Inhibition of major histocompatibility complex class II gene transcription by nitric oxide and antioxidants

Abstract

Interferon (IFN)-γ facilitates cellular immune response, in part, by inducing the expression of major histocompatibility complex class II (MHC-II) molecules. We demonstrate that IFN-γ induces the expression of HLA-DRA in vascular endothelial cells via mechanisms involving reactive oxygen species. IFN-γ-induced HLA-DRA expression was inhibited by nitric oxide (NO) and antioxidants such as superoxide dismutase, catalase, pyrrolidine dithiocarbamate, and N-acetylcysteine. Nuclear run-on assays demonstrated that NO and antioxidants inhibited IFN-γ-induced HLA-DRA gene transcription. Transient transfection studies using a fully functional HLA-DRA promoter construct ([-300]-DRα.CAT) showed that inhibition of endogenous NO synthase activity by Nω-monomethyl-L-arginine or addition of exogenous hydrogen peroxide (H2O2) augmented basal and IFN-γ-stimulated [-300] DRα.CAT activity. However, H2O2 and Nω-monomethyl-L-arginine could induce HLA-DRA expression suggesting that H2O2 is a necessary but not a sufficient mediator of IFN-γ-induced HLA-DRA expression.

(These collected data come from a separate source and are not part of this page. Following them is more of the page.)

impl ServerConnection {
    /// Create a connection in `disconnected` state.
    #[must_use]
    pub fn new(
        server_id: impl Into<String>,
        spec: ServerSpec,
        hub_info: Implementation,
        request_timeout: Duration,
        fallback_factory: Option<ServerFallbackFactory>,
    ) -> Self {
        let server_id = server_id.into();
        info!("Created MCP server connection for {server_id}");
        Self {
            server_id,
            spec,
            hub_info,
            request_timeout,
            fallback_factory,
            transport: StdMutex::new(None),
            client: StdMutex::new(None),
            inner: StdMutex::new(ConnectionInner {
                status: ConnectionStatus::Disconnected,
                error: None,
                clients: HashSet::new(),
                connect_time: None,
                disconnect_time: None,
            }),
            resources: StdMutex::new(HashMap::new()),
            tools: StdMutex::new(HashMap::new()),
            prompts: StdMutex::new(HashMap::new()),
        }
    }

    /// The server id this connection serves.
    #[must_use]
    pub fn server_id(&self) -> &str {
        &self.server_id
    }

    /// Current status.
    #[must_use]
    pub fn status(&self) -> ConnectionStatus {
        self.inner.lock().expect("connection mutex poisoned").status
    }

    fn set_status(&self, status: ConnectionStatus) {
        self.inner.lock().expect("connection mutex poisoned").status = status;
    }

    fn set_failure(&self, status: ConnectionStatus, reason: String) {
        let mut inner = self.inner.lock().expect("connection mutex poisoned");
        inner.status = status;
        inner.error = Some(reason);
    }

    fn protocol(&self) -> Option<Arc<McpClient>> {
        self.client.lock().expect("connection mutex poisoned").clone()
    }

    fn ready_protocol(&self) -> HubResult<Arc<McpClient>> {
        let client = self.protocol().ok_or_else(|| {
            HubError::InvalidState(format!("Server {} is not connected", self.server_id))
        })?;
        if !client.initialized() {
            return Err(HubError::InvalidState(format!(
                "Server {} is not initialized",
                self.server_id
            )));
        }
        Ok(client)
    }

    async fn with_timeout<T>(
        &self,
        operation: impl Future<Output = Result<T, ProtocolError>>,
    ) -> Result<T, ProtocolError> {
        match tokio::time::timeout(self.request_timeout, operation).await {
            Ok(outcome) => outcome,
            Err(_) => Err(ProtocolError::Timeout(self.request_timeout)),
        }
    }

    /// Attach the prepared transport and dial it.
    pub async fn connect(&self, transport: Arc<dyn Transport>) -> HubResult<()> {
        if matches!(
            self.status(),
            ConnectionStatus::Connected | ConnectionStatus::Ready
        ) {
            warn!("MCP server {} is already connected", self.server_id);
            return Ok(());
        }

        info!("Connecting to MCP server: {}", self.server_id);
        self.set_status(ConnectionStatus::Connecting);

        let client = McpClient::bind(transport.clone(), self.hub_info.clone());
        if let Some(factory) = &self.fallback_factory {
            let (request_fallback, notification_fallback) = factory(self.server_id.clone());
            client.engine().set_request_fallback(request_fallback);
            client.set_notification_fallback(notification_fallback);
        }

        if let Err(connect_error) = transport.connect().await {
            error!(
                "Failed to connect to MCP server {}: {connect_error}",
                self.server_id
            );
            self.set_failure(ConnectionStatus::ConnectionFailed, connect_error.to_string());
            return Err(connect_error.into());
        }

        *self.transport.lock().expect("connection mutex poisoned") = Some(transport);
        *self.client.lock().expect("connection mutex poisoned") = Some(client);
        {
            let mut inner = self.inner.lock().expect("connection mutex poisoned");
            inner.status = ConnectionStatus::Connected;
            inner.connect_time = Some(Utc::now());
            inner.error = None;
        }
        info!("Connected to MCP server: {}", self.server_id);
        Ok(())
    }

    /// Run the MCP handshake and cache the server's catalogs.
    pub async fn initialize(&self) -> HubResult<()> {
        let client = self.protocol().ok_or_else(|| {
            HubError::InvalidState(format!("Server {} is not connected", self.server_id))
        })?;
        if client.initialized() {
            warn!("MCP server {} is already initialized", self.server_id);
            return Ok(());
        }

        info!("Initializing MCP server: {}", self.server_id);
        self.set_status(ConnectionStatus::Initializing);

        if let Err(handshake_error) = self
            .with_timeout(client.initialize(Capabilities::hub()))
            .await
        {
            error!(
                "Failed to initialize MCP server {}: {handshake_error}",
                self.server_id
            );
            self.set_failure(
                ConnectionStatus::InitializationFailed,
                handshake_error.to_string(),
            );
            return Err(handshake_error.into());
        }

        self.load_catalogs(&client).await;
        self.set_status(ConnectionStatus::Ready);
        info!("Initialized MCP server: {}", self.server_id);
        Ok(())
    }

    /// Fetch resources, tools, and prompts, each guarded by its
    /// capability. Failures are logged, not fatal.
    async fn load_catalogs(&self, client: &Arc<McpClient>) {
        if client.has_capability("resources") {
            match self.with_timeout(client.list_resources()).await {
                Ok(resources) => {
                    let mut cache = self.resources.lock().expect("connection mutex poisoned");
                    *cache = resources
                        .into_iter()
                        .map(|resource| (resource.uri.clone(), resource))
                        .collect();
                    debug!(
                        "Loaded {} resource(s) from MCP server {}",
                        cache.len(),
                        self.server_id
                    );
                }
                Err(list_error) => error!(
                    "Failed to load resources from MCP server {}: {list_error}",
                    self.server_id
                ),
            }
        }

        if client.has_capability("tools") {
            match self.with_timeout(client.list_tools()).await {
                Ok(tools) => {
                    let mut cache = self.tools.lock().expect("connection mutex poisoned");
                    *cache = tools
                        .into_iter()
                        .map(|tool| (tool.name.clone(), tool))
                        .collect();
                    debug!(
                        "Loaded {} tool(s) from MCP server {}",
                        cache.len(),
                        self.server_id
                    );
                }
                Err(list_error) => error!(
                    "Failed to load tools from MCP server {}: {list_error}",
                    self.server_id
                ),
            }
        }

        if client.has_capability("prompts") {
            match self.with_timeout(client.list_prompts()).await {
                Ok(prompts) => {
                    let mut cache = self.prompts.lock().expect("connection mutex poisoned");
                    *cache = prompts
                        .into_iter()
                        .map(|prompt| (prompt.id.clone(), prompt))
                        .collect();
                    debug!(
                        "Loaded {} prompt(s) from MCP server {}",
                        cache.len(),
                        self.server_id
                    );
                }
                Err(list_error) => error!(
                    "Failed to load prompts from MCP server {}: {list_error}",
                    self.server_id
                ),
            }
        }
    }

    /// Tear the connection down. Best-effort MCP shutdown, then transport
    /// teardown and cache clearing. Safe to call in any state.
    pub async fn disconnect(&self) {
        let client = self.client.lock().expect("connection mutex poisoned").take();
        let transport = self
            .transport
            .lock()
            .expect("connection mutex poisoned")
            .take();

        if client.is_none() && transport.is_none() {
            self.set_status(ConnectionStatus::Disconnected);
            return;
        }

        info!("Disconnecting from MCP server: {}", self.server_id);
        if let Some(client) = &client {
            if client.initialized() {
                if let Err(shutdown_error) = self.with_timeout(client.shutdown()).await {
                    warn!(
                        "MCP shutdown of server {} failed: {shutdown_error}",
                        self.server_id
                    );
                }
            }
            client.connection_lost("disconnecting");
        }

        if let Some(transport) = transport {
            if let Err(transport_error) = transport.disconnect().await {
                warn!(
                    "Error closing transport of server {}: {transport_error}",
                    self.server_id
                );
                self.set_failure(ConnectionStatus::Error, transport_error.to_string());
            }
        }

        self.resources
            .lock()
            .expect("connection mutex poisoned")
            .clear();
        self.tools.lock().expect("connection mutex poisoned").clear();
        self.prompts
            .lock()
            .expect("connection mutex poisoned")
            .clear();

        {
            let mut inner = self.inner.lock().expect("connection mutex poisoned");
            if inner.status != ConnectionStatus::Error {
                inner.status = ConnectionStatus::Disconnected;
            }
            inner.disconnect_time = Some(Utc::now());
        }
        info!("Disconnected from MCP server: {}", self.server_id);
    }

    /// Whether the negotiated tree has the capability.
    #[must_use]
    pub fn has_capability(&self, path: &str) -> bool {
        self.protocol()
            .is_some_and(|client| client.has_capability(path))
    }

    /// The negotiated capability tree.
    #[must_use]
    pub fn capabilities(&self) -> Capabilities {
        self.protocol()
            .map(|client| client.server_capabilities())
            .unwrap_or_default()
    }

    /// Whether the handshake completed.
    #[must_use]
    pub fn initialized(&self) -> bool {
        self.protocol().is_some_and(|client| client.initialized())
    }

    /// Bind a client id to this server.
    pub fn add_client(&self, client_id: &str) {
        self.inner
            .lock()
            .expect("connection mutex poisoned")
            .clients
            .insert(client_id.to_string());
        debug!(
            "Added client {client_id} to MCP server {}",
            self.server_id
        );
    }

    /// Unbind a client id.
    pub fn remove_client(&self, client_id: &str) {
        self.inner
            .lock()
            .expect("connection mutex poisoned")
            .clients
            .remove(client_id);
        debug!(
            "Removed client {client_id} from MCP server {}",
            self.server_id
        );
    }

    /// Cached resource descriptors by URI.
    #[must_use]
    pub fn resources(&self) -> HashMap<String, ResourceDescriptor> {
        self.resources
            .lock()
            .expect("connection mutex poisoned")
            .clone()
    }

    /// Cached tool descriptors by name.
    #[must_use]
    pub fn tools(&self) -> HashMap<String, ToolDescriptor> {
        self.tools.lock().expect("connection mutex poisoned").clone()
    }

    /// Cached prompt descriptors by id.
    #[must_use]
    pub fn prompts(&self) -> HashMap<String, PromptDescriptor> {
        self.prompts
            .lock()
            .expect("connection mutex poisoned")
            .clone()
    }

    /// Status report for the administrative surface.
    #[must_use]
    pub fn status_report(&self) -> Value {
        let inner = self.inner.lock().expect("connection mutex poisoned");
        let initialized = self.initialized();
        let mut report = json!({
            "id": self.server_id,
            "name": self.spec.name,
            "connected": matches!(
                inner.status,
                ConnectionStatus::Connected
                    | ConnectionStatus::Initializing
                    | ConnectionStatus::Ready
            ),
            "initialized": initialized,
            "status": inner.status,
            "client_count": inner.clients.len(),
            "connect_time": inner.connect_time,
            "disconnect_time": inner.disconnect_time,
        });
        if let Some(error) = &inner.error {
            report["error"] = json!(error);
        }
        drop(inner);
        if initialized {
            report["capabilities"] = self.capabilities().as_value().clone();
            report["resources"] = json!(self.resources.lock().expect("connection mutex poisoned").len());
            report["tools"] = json!(self.tools.lock().expect("connection mutex poisoned").len());
            report["prompts"] = json!(self.prompts.lock().expect("connection mutex poisoned").len());
        }
        report
    }

    /// Read a resource by URI.
    pub async fn read_resource(&self, uri: &str) -> HubResult<Vec<Value>> {
        let client = self.ready_protocol()?;
        Ok(self.with_timeout(client.read_resource(uri)).await?)
    }

    /// Call a tool by name.
    pub async fn call_tool(&self, name: &str, arguments: Value) -> HubResult<Value> {
        let client = self.ready_protocol()?;
        Ok(self.with_timeout(client.call_tool(name, arguments)).await?)
    }

    /// Fetch a prompt by id.
    pub async fn get_prompt(&self, id: &str) -> HubResult<Value> {
        let client = self.ready_protocol()?;
        Ok(self.with_timeout(client.get_prompt(id)).await?)
    }

    /// Elicit a completion from the server.
    pub async fn sample(&self, request: Value) -> HubResult<Value> {
        let client = self.ready_protocol()?;
        Ok(self.with_timeout(client.sample(request)).await?)
    }

    /// Forward an envelope verbatim; `None` for notifications.
    pub async fn forward(&self, message: Value) -> HubResult<Option<Value>> {
        let client = self.ready_protocol()?;
        if message.get("id").is_some() {
            let response = self.with_timeout(client.forward_request(message)).await?;
            Ok(Some(response))
        } else {
            client.forward_notification(message).await?;
            Ok(None)
        }
    }
}
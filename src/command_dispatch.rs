//! Purpose: Hold top-level CLI command dispatch for `queryfmt`.
//! Exports: `dispatch_command`.
//! Role: Keep `main.rs` focused on parse/bootstrap and delegate command execution.
//! Invariants: One query unit executes to completion before the next is built.
//! Invariants: A completed dump is emitted as a notice, never as an error.

use std::io::{BufRead, Write};
use std::path::Path;

use queryfmt::LogStore;
use queryfmt::notice::dump_notice;

use super::*;

pub(super) fn dispatch_command(command: Command, ctx: &RunContext) -> Result<RunOutcome, Error> {
    match command {
        Command::Completion { shell } => {
            let mut cmd = Cli::command();
            clap_complete::aot::generate(shell, &mut cmd, "queryfmt", &mut io::stdout());
            Ok(RunOutcome::ok())
        }
        Command::Run { request, csv, out } => {
            let mut store = LogStore::open(&ctx.store_path)?;
            let mut query = Query::new(request.join(" "));
            query.execute(&mut store, ctx.timeout_ms);
            if query.result().is_none() {
                return Err(query_error(query));
            }

            render_result(&query, csv, ctx.color_mode)?;
            if let Some(out) = out {
                dump_last(&query, &out, "run", ctx.color_mode)?;
            }
            Ok(RunOutcome::ok())
        }
        Command::Shell => {
            let mut store = LogStore::open(&ctx.store_path)?;
            run_shell(&mut store, io::stdin().lock(), ctx)?;
            Ok(RunOutcome::ok())
        }
    }
}

#[derive(Debug, PartialEq, Eq)]
enum ShellLine<'a> {
    Blank,
    Quit,
    Dump(&'a str),
    Render { csv: bool },
    Request(&'a str),
}

fn classify_shell_line(line: &str) -> ShellLine<'_> {
    let trimmed = line.trim();
    match trimmed {
        "" => ShellLine::Blank,
        "quit" | "exit" => ShellLine::Quit,
        "json" => ShellLine::Render { csv: false },
        "csv" => ShellLine::Render { csv: true },
        _ => match trimmed.strip_prefix("dump ") {
            Some(path) => ShellLine::Dump(path.trim()),
            None => ShellLine::Request(line.trim_end_matches(['\r', '\n'])),
        },
    }
}

fn run_shell<R: BufRead>(store: &mut LogStore, reader: R, ctx: &RunContext) -> Result<(), Error> {
    let interactive = io::stdin().is_terminal();
    let mut last = Query::new("");
    let mut lines = reader.lines();
    loop {
        if interactive {
            eprint!("> ");
            let _ = io::stderr().flush();
        }
        let Some(line) = lines.next() else {
            break;
        };
        let line = line.map_err(|err| {
            Error::new(ErrorKind::Io)
                .with_message("failed to read request")
                .with_source(err)
        })?;

        match classify_shell_line(&line) {
            ShellLine::Blank => {}
            ShellLine::Quit => break,
            ShellLine::Dump(path) => {
                if let Err(err) = dump_last(&last, Path::new(path), "dump", ctx.color_mode) {
                    emit_error(&err, ctx.color_mode);
                }
            }
            ShellLine::Render { csv } => {
                if let Err(err) = render_result(&last, csv, ctx.color_mode) {
                    emit_error(&err, ctx.color_mode);
                }
            }
            ShellLine::Request(text) => {
                let mut query = Query::new(text);
                query.execute(store, ctx.timeout_ms);
                match query.error() {
                    Some(err) => emit_error(err, ctx.color_mode),
                    None => {
                        if let Err(err) = render_result(&query, false, ctx.color_mode) {
                            emit_error(&err, ctx.color_mode);
                        }
                    }
                }
                last = query;
            }
        }
    }
    Ok(())
}

fn render_result(query: &Query, csv: bool, color_mode: ColorMode) -> Result<(), Error> {
    if csv {
        emit_csv(&query.to_csv()?);
        return Ok(());
    }
    match query.result() {
        Some(value) => emit_value(value, color_mode),
        None => query.to_json().map(|_| ()),
    }
}

fn dump_last(query: &Query, path: &Path, cmd: &str, color_mode: ColorMode) -> Result<(), Error> {
    let receipt = query.dump_to_file(path)?;
    let notice = dump_notice(&receipt, cmd, notice_time_now().unwrap_or_default());
    emit_notice(&notice, color_mode);
    Ok(())
}

#[cfg(test)]
mod tests {
    use super::{ShellLine, classify_shell_line};

    #[test]
    fn shell_lines_are_classified() {
        assert_eq!(classify_shell_line("   "), ShellLine::Blank);
        assert_eq!(classify_shell_line("exit"), ShellLine::Quit);
        assert_eq!(classify_shell_line(" quit "), ShellLine::Quit);
        assert_eq!(classify_shell_line("csv"), ShellLine::Render { csv: true });
        assert_eq!(classify_shell_line("json"), ShellLine::Render { csv: false });
        assert_eq!(
            classify_shell_line("dump  out.csv "),
            ShellLine::Dump("out.csv")
        );
        assert_eq!(
            classify_shell_line("import data.json"),
            ShellLine::Request("import data.json")
        );
        assert_eq!(classify_shell_line(" count"), ShellLine::Request(" count"));
    }
}
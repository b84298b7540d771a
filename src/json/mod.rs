//! Purpose: JSON codec boundary between text and the generic `Value` tree.
//! Exports: `decode_json`, `encode_json`.
//! Role: Single seam for JSON handling so import, dump, and the store log agree.
//! Invariants: Number literals keep their source text through decode and encode.
//! Invariants: Object key order follows mapping insertion order.

mod encode;
mod parse;

pub use encode::encode_json;
pub use parse::decode_json;
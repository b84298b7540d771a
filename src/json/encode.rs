//! Purpose: Compact, deterministic JSON writer over the generic value tree.
//! Exports: `encode_json`.
//! Invariants: Numbers are written as their exact text; keys follow insertion order.

use crate::core::error::{Error, ErrorKind};
use crate::core::value::Value;

pub fn encode_json(value: &Value) -> Result<String, Error> {
    let mut out = String::new();
    write_value(value, &mut out)?;
    Ok(out)
}

fn write_value(value: &Value, out: &mut String) -> Result<(), Error> {
    match value {
        Value::Null => out.push_str("null"),
        Value::Bool(value) => out.push_str(if *value { "true" } else { "false" }),
        Value::Number(number) => out.push_str(number.as_str()),
        Value::String(text) => write_json_string(text, out)?,
        Value::Sequence(items) => {
            out.push('[');
            for (idx, item) in items.iter().enumerate() {
                if idx > 0 {
                    out.push(',');
                }
                write_value(item, out)?;
            }
            out.push(']');
        }
        Value::Mapping(map) => {
            out.push('{');
            for (idx, (key, item)) in map.iter().enumerate() {
                if idx > 0 {
                    out.push(',');
                }
                write_json_string(key, out)?;
                out.push(':');
                write_value(item, out)?;
            }
            out.push('}');
        }
    }
    Ok(())
}

fn write_json_string(text: &str, out: &mut String) -> Result<(), Error> {
    let encoded = serde_json::to_string(text).map_err(|err| {
        Error::new(ErrorKind::Internal)
            .with_message("json string encode failed")
            .with_source(err)
    })?;
    out.push_str(&encoded);
    Ok(())
}
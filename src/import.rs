//! Purpose: Load a JSON or CSV file into a `Value` and hand it to the store.
//! Exports: `import_from_file`, `read_value_file`.
//! Role: File importer behind the `import <path>` request form.
//! Invariants: Format is chosen from the path suffix before any filesystem access.
//! Invariants: Read and decode failures keep the path and the underlying cause.
//! Invariants: The store's insert outcome is returned unchanged; no retries.

use std::fs;
use std::path::Path;

use tracing::debug;

use crate::core::error::{Error, ErrorKind};
use crate::core::format::Format;
use crate::core::value::Value;
use crate::csv::decode_csv;
use crate::json::decode_json;
use crate::store::Store;

pub fn import_from_file<S>(store: &mut S, path: &Path, timeout_ms: u16) -> Result<Value, Error>
where
    S: Store + ?Sized,
{
    let value = read_value_file(path)?;
    debug!(path = %path.display(), timeout_ms, "forwarding import to store");
    store.insert(value, timeout_ms)
}

/// Reads and decodes `path` without contacting the store.
pub fn read_value_file(path: &Path) -> Result<Value, Error> {
    let format = Format::from_path(path)?;
    let bytes = fs::read(path).map_err(|err| {
        Error::new(ErrorKind::Io)
            .with_message("failed to read import file")
            .with_path(path)
            .with_source(err)
    })?;
    debug!(
        path = %path.display(),
        format = format.label(),
        bytes = bytes.len(),
        "read import file"
    );

    let decoded = match format {
        Format::Json => decode_json(&bytes),
        Format::Csv => decode_csv(&bytes),
    };
    decoded.map_err(|err| {
        Error::new(ErrorKind::Decode)
            .with_message(format!("failed to decode {} file", format.label()))
            .with_path(path)
            .with_source(err)
    })
}
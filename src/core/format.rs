//! Purpose: Centralize file-format selection for import and dump paths.
//! Exports: `Format`, `SUPPORTED_EXTENSIONS`.
//! Role: Shared policy so importer and dumper agree on suffix handling.
//! Invariants: Selection is a pure string check; it never touches the filesystem.
//! Invariants: Suffix matching is ASCII case-insensitive.

use std::path::Path;

use crate::core::error::{Error, ErrorKind};

#[derive(Copy, Clone, Debug, Eq, PartialEq)]
pub enum Format {
    Json,
    Csv,
}

const SUFFIXES: &[(&str, Format)] = &[(".json", Format::Json), (".csv", Format::Csv)];

pub const SUPPORTED_EXTENSIONS: &[&str] = &[".json", ".csv"];

impl Format {
    pub fn from_path(path: &Path) -> Result<Self, Error> {
        let lowered = path.to_string_lossy().to_ascii_lowercase();
        SUFFIXES
            .iter()
            .find(|(suffix, _)| lowered.ends_with(suffix))
            .map(|(_, format)| *format)
            .ok_or_else(|| unsupported_format_error(path))
    }

    pub fn label(self) -> &'static str {
        match self {
            Format::Json => "json",
            Format::Csv => "csv",
        }
    }
}

fn unsupported_format_error(path: &Path) -> Error {
    Error::new(ErrorKind::UnsupportedFormat)
        .with_message(format!(
            "only {} files are supported",
            SUPPORTED_EXTENSIONS.join(" or ")
        ))
        .with_path(path)
        .with_hint("Rename the file with a .json or .csv extension.")
}
//! Purpose: Library crate behind the `queryfmt` CLI and its tests.
//! Exports: value model and errors (`core`), codecs (`json`, `csv`), the store seam
//! (`store`), the file importer (`import`), query dispatch (`query`), and `notice`.
//! Role: Request classification plus lossless JSON/CSV rendering in front of a store client.
//! Invariants: Library code never installs a tracing subscriber; the binary does.
//! Invariants: Components fail fast and return errors to their caller; nothing retries.
pub mod core;
pub mod csv;
pub mod import;
pub mod json;
pub mod notice;
pub mod query;
pub mod store;

pub use crate::core::error::{Error, ErrorKind, to_exit_code};
pub use crate::core::format::Format;
pub use crate::core::value::{Mapping, Number, Value};
pub use crate::query::{DumpReceipt, Query, Request};
pub use crate::store::{LogStore, Store};
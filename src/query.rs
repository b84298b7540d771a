//! Purpose: Model one dispatched request and render its outcome.
//! Exports: `Request`, `Query`, `DumpReceipt`, `IMPORT_PREFIX`.
//! Role: Command dispatcher plus the query unit that owns a request's result or error.
//! Invariants: A query resolves at most once; later `execute` calls leave it untouched.
//! Invariants: After execution exactly one of result/error is present.
//! Invariants: A successful dump is reported as a `DumpReceipt`, never as an error.

use std::fmt;
use std::fs;
use std::path::{Path, PathBuf};

use tracing::{debug, warn};

use crate::core::error::{Error, ErrorKind};
use crate::core::format::Format;
use crate::core::value::Value;
use crate::csv::encode_csv;
use crate::import::import_from_file;
use crate::json::encode_json;
use crate::store::Store;

pub const IMPORT_PREFIX: &str = "import ";

#[derive(Clone, Debug, Eq, PartialEq)]
pub enum Request<'a> {
    Import(PathBuf),
    Query(&'a str),
}

impl<'a> Request<'a> {
    /// `import <path>` (case-sensitive, single space) names a file; anything
    /// else is opaque query text passed through verbatim.
    pub fn classify(text: &'a str) -> Self {
        match text.strip_prefix(IMPORT_PREFIX) {
            Some(rest) => Request::Import(PathBuf::from(rest.trim())),
            None => Request::Query(text),
        }
    }
}

#[derive(Debug)]
pub struct Query {
    request: String,
    outcome: Option<Result<Value, Error>>,
}

impl Query {
    pub fn new(request: impl Into<String>) -> Self {
        Self {
            request: request.into(),
            outcome: None,
        }
    }

    pub fn request(&self) -> &str {
        &self.request
    }

    pub fn is_resolved(&self) -> bool {
        self.outcome.is_some()
    }

    pub fn result(&self) -> Option<&Value> {
        self.outcome.as_ref().and_then(|outcome| outcome.as_ref().ok())
    }

    pub fn error(&self) -> Option<&Error> {
        self.outcome.as_ref().and_then(|outcome| outcome.as_ref().err())
    }

    /// Consumes the unit, yielding its outcome (`None` if never executed).
    pub fn into_outcome(self) -> Option<Result<Value, Error>> {
        self.outcome
    }

    pub fn execute<S>(&mut self, store: &mut S, timeout_ms: u16)
    where
        S: Store + ?Sized,
    {
        if self.is_resolved() {
            warn!(request = %self.request, "query already executed; ignoring");
            return;
        }
        let outcome = match Request::classify(&self.request) {
            Request::Import(path) => {
                debug!(path = %path.display(), timeout_ms, "dispatching import");
                import_from_file(store, &path, timeout_ms)
            }
            Request::Query(text) => {
                debug!(timeout_ms, "dispatching query");
                store.query(text, timeout_ms)
            }
        };
        if let Err(err) = &outcome {
            debug!(error = %err, "request failed");
        }
        self.outcome = Some(outcome);
    }

    pub fn to_json(&self) -> Result<String, Error> {
        let value = self.require_result("nothing to render as JSON")?;
        encode_json(value)
    }

    pub fn to_csv(&self) -> Result<String, Error> {
        let value = self.require_result("nothing to render as CSV")?;
        if value.as_mapping().is_none() {
            return Err(Error::new(ErrorKind::NotConvertible)
                .with_message(format!(
                    "cannot convert a {} result to CSV",
                    value.kind_name()
                ))
                .with_hint("Only mapping results (column name to list) can be written as CSV."));
        }
        encode_csv(value)
    }

    /// Renders the result in the format implied by `path` and writes it there.
    pub fn dump_to_file(&self, path: &Path) -> Result<DumpReceipt, Error> {
        let rendered = match Format::from_path(path)? {
            Format::Json => self.to_json()?,
            Format::Csv => self.to_csv()?,
        };
        fs::write(path, rendered.as_bytes()).map_err(|err| {
            Error::new(ErrorKind::Io)
                .with_message("failed to write dump file")
                .with_path(path)
                .with_source(err)
        })?;
        let receipt = DumpReceipt {
            path: path.to_path_buf(),
            bytes: rendered.len() as u64,
        };
        debug!(path = %path.display(), bytes = receipt.bytes, "dumped result");
        Ok(receipt)
    }

    fn require_result(&self, message: &str) -> Result<&Value, Error> {
        self.result().ok_or_else(|| {
            let err = Error::new(ErrorKind::EmptyResult).with_message(message);
            if self.is_resolved() {
                err.with_hint("The last request failed; run a successful request first.")
            } else {
                err.with_hint("Run a request before rendering its result.")
            }
        })
    }
}

/// Successful dump outcome; informational, not an error.
#[derive(Clone, Debug, Eq, PartialEq)]
pub struct DumpReceipt {
    pub path: PathBuf,
    pub bytes: u64,
}

impl fmt::Display for DumpReceipt {
    fn fmt(&self, f: &mut fmt::Formatter<'_>) -> fmt::Result {
        write!(f, "wrote {} bytes to {}", self.bytes, self.path.display())
    }
}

Electrophoretic mobility shift assay and Western blotting demonstrated that NO and antioxidants had little or no effect on IFN-γ-induced IRF-1 activation or MHC-II transactivator (CIITA) expression but did inhibit IFN-γ-induced activation of STAT1α (p91) and Y box transcription factors, NF-YA and NF-YB. These results indicate that NO and antioxidants may attenuate vascular inflammation by antagonizing the effects of intracellular reactive oxygen species generation by IFN-γ, which is necessary for MHC-II gene transcription.